Domingo, 4 de janeiro de 2026 – 16h53 WIB
Washington, VIVA – O presidente dos Estados Unidos, Donald Trump, disse que seu partido considerou matar o presidente venezuelano Nicolás Maduro durante uma operação para prendê-lo, uma declaração que atraiu o escrutínio internacional e aprofundou as tensões sobre as ações dos EUA no país latino-americano.
Leia também:
Ataque silencioso dos EUA à Venezuela exposto, operação secreta em preparação há meses até Maduro ser preso
“Isso poderia acontecer”, disse Trump aos repórteres no sábado, quando questionado se opções letais estavam sendo consideradas para a operação.
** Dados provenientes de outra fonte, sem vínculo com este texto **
//! Decode errors for events responses.

/// Failure to decode an events response body.
#[derive(Debug, thiserror::Error)]
pub enum DecodeError {
    #[error("Invalid JSON: {0}")]
    Json(#[from] serde_json::Error),

    #[error("Field {field} has unexpected type (expected {expected})")]
    WrongType {
        field: &'static str,
        expected: &'static str,
    },
}
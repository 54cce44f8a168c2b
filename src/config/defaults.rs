//! Built-in defaults (layer 1)

use serde::{Deserialize, Serialize};

/// Built-in default values for every tunable
#[derive(Debug, Clone, Serialize, Deserialize)]
pub struct BuiltinDefaults {
    /// Consecutive fetch errors tolerated (default: 7)
    pub max_consecutive_errors: u32,

    /// Delay after an empty page or an error (default: 5000 ms)
    pub back_off_interval_ms: u64,

    /// Delay after a page with events (default: 200 ms)
    pub regular_interval_ms: u64,

    /// Per-request HTTP timeout (default: 30 s)
    pub request_timeout_seconds: u64,
}

impl Default for BuiltinDefaults {
    fn default() -> Self {
        Self {
            max_consecutive_errors: 7,
            back_off_interval_ms: 5000,
            regular_interval_ms: 200,
            request_timeout_seconds: 30,
        }
    }
}

impl BuiltinDefaults {
    /// Convert to JSON Value for merging
    pub fn to_value(&self) -> serde_json::Value {
        serde_json::json!({
            "fetch": {
                "max_consecutive_errors": self.max_consecutive_errors,
                "back_off_interval_ms": self.back_off_interval_ms,
                "regular_interval_ms": self.regular_interval_ms,
                "request_timeout_seconds": self.request_timeout_seconds
            },
            "render": {}
        })
    }
}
Presidente venezuelano Nicolás Maduro
Leia também:
Esta é a resposta da ONU depois que Trump prendeu o presidente venezuelano
Trump acrescentou que Maduro tentou escapar para um local considerado seguro durante a operação dos EUA, mas falhou.
Num comunicado separado citado pela mídia, Caine disse que Maduro e sua esposa, Cilia Flores, que os EUA disseram ter sido indiciada, acabaram se rendendo e estão detidos pelo Departamento de Justiça dos Estados Unidos com o apoio dos militares norte-americanos.
Leia também:
Malásia condenou a prisão do presidente venezuelano por Trump
A operação, disse Caine, foi realizada com “profissionalismo e precisão” sem causar vítimas por parte dos Estados Unidos. (Formiga)
JDF Ásia-Pacífico condena o ataque dos EUA e a prisão do presidente venezuelano, viola o direito internacional
A JDF Ásia-Pacífico condena veementemente o ataque militar dos Estados Unidos à Venezuela. O presidente da JDF, Jazuli Juwaini, avaliou que esta ação violava o direito internacional.